Tragédie de M. de Goethe, traduite en français par M. Stapfer, ornée de dix-sept dessins par M. Delacroix.

En voyant devant moi, dans une édition de luxe, la traduction française de mon Faust, je suis ramené, par mes souvenirs, au temps où cet ouvrage a été médité, conçu et écrit ; j’étais alors dans un état d’âme étrange. S’il a eu partout un succès dont je vois encore la preuve, en ce moment même, dans ce luxe de typographie, c’est qu’il renferme, fixé là pour toujours, le tableau du développement d’un esprit pareil au nôtre, qui a souffert de toutes les peines qui tourmentent l’humanité, qui a éprouvé toutes les agitations qui la troublent, qui a partagé toutes ses haines, et qui a joui de toutes les félicités auxquelles elle aspire. Aujourd’hui, toutes ces émotions sont bien loin du poëte ; le monde aussi a d’autres luttes à soutenir ; cependant les joies et les douleurs de l’âme sont toujours à peu près les mêmes, et le dernier né aura toujours raison de s’inquiéter des bonheurs et des souffrances que l’on a éprouvés avant lui, pour se préparer à ce qui l’attend à son tour.

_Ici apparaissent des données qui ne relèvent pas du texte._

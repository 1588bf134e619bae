//! Serial / monitor core (§4.G): the synchronisation kernel backing mutex
//! objects. Each generated mutex-object type owns one [`Serial`] and calls
//! [`Serial::enter`]/[`Serial::leave`] around every entry member body and
//! [`Serial::accept`] for `_Accept` statements.
//!
//! Deviation from §4.G step 2's literal "context-switch" inside
//! `acceptTry`: rather than a direct task-to-task coroutine handoff, the
//! accepting task parks itself on the acceptor/signalled stack and wakes
//! the callee through the ordinary ready-queue path, consistent with this
//! runtime's processor-mediated scheduling (every switch goes through a
//! processor's native context, never task-to-task) — see DESIGN.md.

use std::collections::{HashMap, VecDeque};
use std::sync::{Arc, Mutex};
use std::time::{Duration, Instant};

use crate::error::Fault;
use crate::priority;
use crate::processor;
use crate::task::{Task, ThreadState};

/// Reserved entry-mask bit positions (§4.G).
pub const BIT_TIMEOUT: u32 = 0;
pub const BIT_DESTRUCTOR: u32 = 1;

#[derive(Debug, Clone, Copy, PartialEq, Eq)]
enum DestructorState {
    NotCalled,
    Called,
}

struct PendingAccept {
    bits: Vec<u32>,
    acceptor: Arc<Task>,
    result: Arc<Mutex<Option<u32>>>,
}

struct SerialState {
    owner: Option<Arc<Task>>,
    recursion: u32,
    /// One FIFO queue per entry-member bit (§3 "mutex-queue").
    member_queues: HashMap<u32, VecDeque<Arc<Task>>>,
    /// All blocked entrants in arrival order, used by `leave` to find the
    /// next caller regardless of which member they called (§3
    /// "owning entry queue").
    entry_queue: VecDeque<Arc<Task>>,
    /// LIFO of tasks with notional ownership waiting for their turn to
    /// resume (§3 "acceptor/signalled stack").
    acceptor_stack: Vec<Arc<Task>>,
    /// Accept statements currently blocked with no immediate caller,
    /// waiting for one of `bits` to be entered (§4.G step 2 "block").
    pending_accepts: Vec<PendingAccept>,
    destructor_state: DestructorState,
    not_alive: bool,
}

/// The monitor core backing a mutex object (§3 "Serial").
pub struct Serial {
    spin: crate::spin::SpinLock,
    state: std::cell::UnsafeCell<SerialState>,
}

unsafe impl Sync for Serial {}
unsafe impl Send for Serial {}

impl Serial {
    pub fn new() -> Arc<Self> {
        Arc::new(Self {
            spin: crate::spin::SpinLock::new(),
            state: std::cell::UnsafeCell::new(SerialState {
                owner: None,
                recursion: 0,
                member_queues: HashMap::new(),
                entry_queue: VecDeque::new(),
                acceptor_stack: Vec::new(),
                pending_accepts: Vec::new(),
                destructor_state: DestructorState::NotCalled,
                not_alive: false,
            }),
        })
    }

    fn is_not_alive(&self) -> bool {
        let _g = self.spin.acquire();
        unsafe { &*self.state.get() }.not_alive
    }

    /// Enter member `member` (§4.G "Enter"). Blocks if the monitor is
    /// currently owned by a different task and no accept statement has
    /// this bit open.
    pub fn enter(self: &Arc<Self>, member: u32) -> Result<(), Fault> {
        let task = processor::current_task().expect("Serial::enter called off a processor");
        let guard = self.spin.acquire();
        let state = unsafe { &mut *self.state.get() };

        if state.not_alive {
            drop(guard);
            return Err(Fault::EntryFailure);
        }

        if let Some(idx) = state.pending_accepts.iter().position(|p| p.bits.contains(&member)) {
            let pending = state.pending_accepts.remove(idx);
            // The acceptor regains notional ownership once this entrant's
            // body finishes; `leave()` hands it back via the acceptor stack,
            // exactly as it does for an accept that matched immediately.
            state.acceptor_stack.push(pending.acceptor);
            state.owner = Some(task.clone());
            state.recursion = 1;
            drop(guard);
            *pending.result.lock().unwrap() = Some(member);
            return Ok(());
        }

        if state.owner.is_none() {
            state.owner = Some(task);
            state.recursion = 1;
            return Ok(());
        }

        if let Some(owner) = &state.owner {
            if Arc::ptr_eq(owner, &task) {
                state.recursion += 1;
                return Ok(());
            }
        }

        // Contended: queue on this member's mutex-queue and the shared
        // entry queue, then park (§4.G step 4).
        let from_priority = task.priority();
        let chain = vec![state.owner.clone().unwrap()];
        task.set_state(ThreadState::Blocked);
        state.member_queues.entry(member).or_default().push_back(task.clone());
        state.entry_queue.push_back(task.clone());

        // Deferred: the spin guard must outlive our own context switch
        // (§4.I `schedule()`) — another task already running on another
        // processor could pop us off `entry_queue` via `leave()` the
        // instant it's unguarded, racing our still in-flight suspend.
        let this = self.clone();
        let guard = unsafe { guard.into_static() };
        priority::bump_chain(&chain, from_priority);
        processor::schedule(vec![Box::new(move || {
            drop(guard);
            drop(this);
        })]);
        priority::release_chain(&chain, from_priority);

        if self.is_not_alive() {
            return Err(Fault::EntryFailure);
        }
        Ok(())
    }

    /// Leave the member most recently entered (§4.G "Leave").
    pub fn leave(self: &Arc<Self>) {
        let guard = self.spin.acquire();
        let state = unsafe { &mut *self.state.get() };

        if state.recursion > 1 {
            state.recursion -= 1;
            return;
        }
        state.recursion = 0;

        if matches!(state.destructor_state, DestructorState::Called) {
            if state
                .owner
                .as_ref()
                .map(|o| processor::current_task().map(|t| Arc::ptr_eq(o, &t)).unwrap_or(false))
                .unwrap_or(false)
            {
                state.destructor_state = DestructorState::NotCalled;
            }
        }

        if let Some(next) = state.acceptor_stack.pop() {
            state.owner = Some(next.clone());
            drop(guard);
            next.wake();
            return;
        }

        if let Some(next) = state.entry_queue.pop_front() {
            for q in state.member_queues.values_mut() {
                q.retain(|t| !Arc::ptr_eq(t, &next));
            }
            state.owner = Some(next.clone());
            state.recursion = 1;
            drop(guard);
            next.wake();
            return;
        }

        state.owner = None;
    }

    /// `_Accept` statement: try each member in `members` for an immediately
    /// waiting caller; else block (optionally with `timeout`, optionally
    /// falling through to `else` if `has_else`). Returns the accepted
    /// member bit, or `None` for a taken `else` branch (§4.G "Accept
    /// statement").
    pub fn accept(
        self: &Arc<Self>,
        members: &[u32],
        timeout: Option<Duration>,
        has_else: bool,
    ) -> Result<Option<u32>, Fault> {
        let task = processor::current_task().expect("Serial::accept called off a processor");
        let guard = self.spin.acquire();
        let state = unsafe { &mut *self.state.get() };

        for &bit in members {
            if let Some(callee) = state.member_queues.get_mut(&bit).and_then(|q| q.pop_front()) {
                state.entry_queue.retain(|t| !Arc::ptr_eq(t, &callee));
                state.acceptor_stack.push(task.clone());
                state.owner = Some(callee.clone());
                state.recursion = 1;
                task.set_state(ThreadState::Blocked);

                // Both the callee's wake and this guard's release are
                // packaged as deferred actions (§4.I "lock to release,
                // task to wake") so they only run once our own switch away
                // has completed.
                let this = self.clone();
                let guard = unsafe { guard.into_static() };
                processor::schedule(vec![Box::new(move || {
                    callee.wake();
                    drop(guard);
                    drop(this);
                })]);
                if self.is_not_alive() {
                    return Err(Fault::EntryFailure);
                }
                return Ok(Some(bit));
            }
        }

        if has_else {
            drop(guard);
            return Ok(None);
        }

        let result = Arc::new(Mutex::new(None));
        state.pending_accepts.push(PendingAccept {
            bits: members.to_vec(),
            acceptor: task.clone(),
            result: result.clone(),
        });
        // `owner` is left as-is (this task, since only the current owner
        // ever calls `accept`): a caller of one of `members` bypasses it via
        // `pending_accepts` above regardless, while a caller of any other
        // member must still queue behind the still-outstanding ownership
        // (§3 Serial invariant — only an accepted member's bit is open).
        task.set_state(ThreadState::Blocked);

        let timeout_event = timeout.map(|duration| {
            let this = self.clone();
            let waiting_task = task.clone();
            let result = result.clone();
            crate::runtime::Runtime::global()
                .events
                .insert_at(Instant::now() + duration, move || {
                    this.fire_accept_timeout(waiting_task, result)
                })
        });

        let this = self.clone();
        let guard = unsafe { guard.into_static() };
        processor::schedule(vec![Box::new(move || {
            drop(guard);
            drop(this);
        })]);

        if let Some(event) = timeout_event {
            crate::runtime::Runtime::global().events.cancel(event);
        }
        if self.is_not_alive() {
            return Err(Fault::EntryFailure);
        }
        Ok(*result.lock().unwrap())
    }

    fn fire_accept_timeout(self: &Arc<Self>, task: Arc<Task>, result: Arc<Mutex<Option<u32>>>) {
        let guard = self.spin.acquire();
        let state = unsafe { &mut *self.state.get() };
        let before = state.pending_accepts.len();
        state.pending_accepts.retain(|p| !Arc::ptr_eq(&p.acceptor, &task));
        if state.pending_accepts.len() == before {
            drop(guard);
            return; // already serviced by a real caller
        }
        state.owner = Some(task.clone());
        state.recursion = 1;
        drop(guard);
        *result.lock().unwrap() = Some(BIT_TIMEOUT);
        task.wake();
    }

    /// Enter as the destructor (bit 1), mark the monitor dead, and wake
    /// every queued entrant with `EntryFailure` (§4.G "Destructor
    /// semantics", §8 "with outstanding entries, each blocked caller is
    /// woken with EntryFailure").
    pub fn destroy(self: &Arc<Self>) {
        if self.enter(BIT_DESTRUCTOR).is_err() {
            panic!("KernelFailure: monitor destructor entered twice");
        }
        let guard = self.spin.acquire();
        let state = unsafe { &mut *self.state.get() };
        state.not_alive = true;
        state.destructor_state = DestructorState::Called;
        let queued: Vec<Arc<Task>> = state.entry_queue.drain(..).collect();
        state.member_queues.clear();
        drop(guard);
        for t in queued {
            t.wake();
        }
        self.leave();
    }

    pub fn is_alive(&self) -> bool {
        !self.is_not_alive()
    }
}
//! §8 scenario 4: NBIO with a closed fd. Two tasks wait, via the cluster's
//! poller, on distinct pipe read-ends with no timeout. One fd is closed
//! behind the waiting tasks' backs (outside the runtime entirely), which
//! makes the shared `select()` call fail with `EBADF`; per §4.J's
//! failure table every registered waiter — not just the one on the bad
//! fd — is woken with an error, since `select()` doesn't say which fd
//! was at fault.

use std::os::unix::io::RawFd;
use std::sync::{Arc, Mutex};
use std::time::Duration;

use corort::{Mask, Task, WaitOutcome};

fn pipe_fds() -> (RawFd, RawFd) {
    let mut fds = [0 as RawFd; 2];
    let rc = unsafe { libc::pipe(fds.as_mut_ptr()) };
    assert_eq!(rc, 0, "pipe() failed");
    (fds[0], fds[1])
}

#[test]
fn closed_fd_wakes_every_waiter_with_bad_fd() {
    let _ = env_logger::builder().is_test(true).try_init();

    let runtime = corort::startup(vec![corort::ClusterConfig {
        name: "nbio-ebadf".into(),
        num_processors: 2,
        ..Default::default()
    }]);
    let cluster = runtime.clusters().into_iter().next().unwrap();

    let (read_a, write_a) = pipe_fds();
    let (read_b, write_b) = pipe_fds();

    let outcomes: Arc<Mutex<Vec<(&'static str, bool)>>> = Arc::new(Mutex::new(Vec::new()));

    {
        let cluster = cluster.clone();
        let outcomes = outcomes.clone();
        Task::spawn(&cluster, "waiter-a", 0, move || {
            let outcome = cluster.wait_fd(read_a, Mask::READ, None);
            outcomes
                .lock()
                .unwrap()
                .push(("a", matches!(outcome, WaitOutcome::BadFd)));
        });
    }

    {
        let cluster = cluster.clone();
        let outcomes = outcomes.clone();
        Task::spawn(&cluster, "waiter-b", 0, move || {
            let outcome = cluster.wait_fd(read_b, Mask::READ, None);
            outcomes
                .lock()
                .unwrap()
                .push(("b", matches!(outcome, WaitOutcome::BadFd)));
        });
    }

    // Give both tasks a chance to register with the poller before either
    // fd is yanked out from under it.
    std::thread::sleep(Duration::from_millis(40));

    // Close `read_a` directly, bypassing the runtime entirely — the next
    // `select()` call naming it in its read-fd-set will fail EBADF.
    unsafe {
        libc::close(read_a);
    }

    let deadline = std::time::Instant::now() + Duration::from_secs(5);
    loop {
        if outcomes.lock().unwrap().len() == 2 {
            break;
        }
        assert!(std::time::Instant::now() < deadline, "waiters were never retired");
        std::thread::sleep(Duration::from_millis(5));
    }

    let results = outcomes.lock().unwrap();
    assert!(results.iter().all(|&(_, bad_fd)| bad_fd), "every waiter should observe BadFd: {:?}", *results);

    unsafe {
        libc::close(write_a);
        libc::close(read_b);
        libc::close(write_b);
    }

    corort::finishup();
}
//! §8 scenario 1: producer/consumer via an owner lock plus a condition
//! variable. 1000 pushes of 0..999, 1000 pops; the popped sequence must
//! equal 0..999 in order.

use std::collections::VecDeque;
use std::sync::{Arc, Mutex};
use std::time::Duration;

use corort::lock::OwnerLock;
use corort::{Condition, Task};

const COUNT: u64 = 1000;

#[test]
fn producer_consumer_condition() {
    let _ = env_logger::builder().is_test(true).try_init();

    let runtime = corort::startup(vec![corort::ClusterConfig {
        name: "producer-consumer".into(),
        num_processors: 2,
        ..Default::default()
    }]);
    let cluster = runtime.clusters().into_iter().next().unwrap();

    let owner = Arc::new(OwnerLock::new());
    let not_empty = Arc::new(Condition::new());
    let buf = Arc::new(Mutex::new(VecDeque::<u64>::new()));
    let popped = Arc::new(Mutex::new(Vec::<u64>::new()));
    let done = Arc::new((Mutex::new(0u32), std::sync::Condvar::new()));

    {
        let owner = owner.clone();
        let not_empty = not_empty.clone();
        let buf = buf.clone();
        let done = done.clone();
        Task::spawn(&cluster, "producer", 0, move || {
            for i in 0..COUNT {
                owner.acquire();
                buf.lock().unwrap().push_back(i);
                not_empty.signal();
                owner.release();
            }
            *done.0.lock().unwrap() += 1;
            done.1.notify_all();
        });
    }

    {
        let owner = owner.clone();
        let not_empty = not_empty.clone();
        let buf = buf.clone();
        let popped = popped.clone();
        let done = done.clone();
        Task::spawn(&cluster, "consumer", 0, move || {
            for _ in 0..COUNT {
                owner.acquire();
                while buf.lock().unwrap().is_empty() {
                    not_empty.wait(&owner).expect("condition not destroyed");
                }
                let value = buf.lock().unwrap().pop_front().unwrap();
                owner.release();
                popped.lock().unwrap().push(value);
            }
            *done.0.lock().unwrap() += 1;
            done.1.notify_all();
        });
    }

    let (lock, cvar) = &*done;
    let mut finished = lock.lock().unwrap();
    while *finished < 2 {
        let (guard, timeout) = cvar.wait_timeout(finished, Duration::from_secs(10)).unwrap();
        finished = guard;
        assert!(!timeout.timed_out(), "producer/consumer did not finish in time");
    }

    let result = popped.lock().unwrap();
    let expected: Vec<u64> = (0..COUNT).collect();
    assert_eq!(*result, expected);

    corort::finishup();
}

Les éléments de ce poème sont d’une nature sombre ; les scènes qu’il présente, malgré leur variété, sont toujours faites pour inspirer un certain effroi ; mais transporté dans la langue française, qui donne à tout un caractère plus serein, plus clair, plus saisissable, il paraît de beaucoup plus lumineux et plus raisonné. Dans ce volume, le format in-folio, le papier, les caractères, la typographie, la reliure, tout enfin est d’une beauté parfaite, et tout contribue à effacer pour moi l’impression que l’ouvrage produisait sur mon esprit, quand après l’avoir laissé quelque temps de côté, je le reprenais pour m’assurer de sa nature et de ses qualités.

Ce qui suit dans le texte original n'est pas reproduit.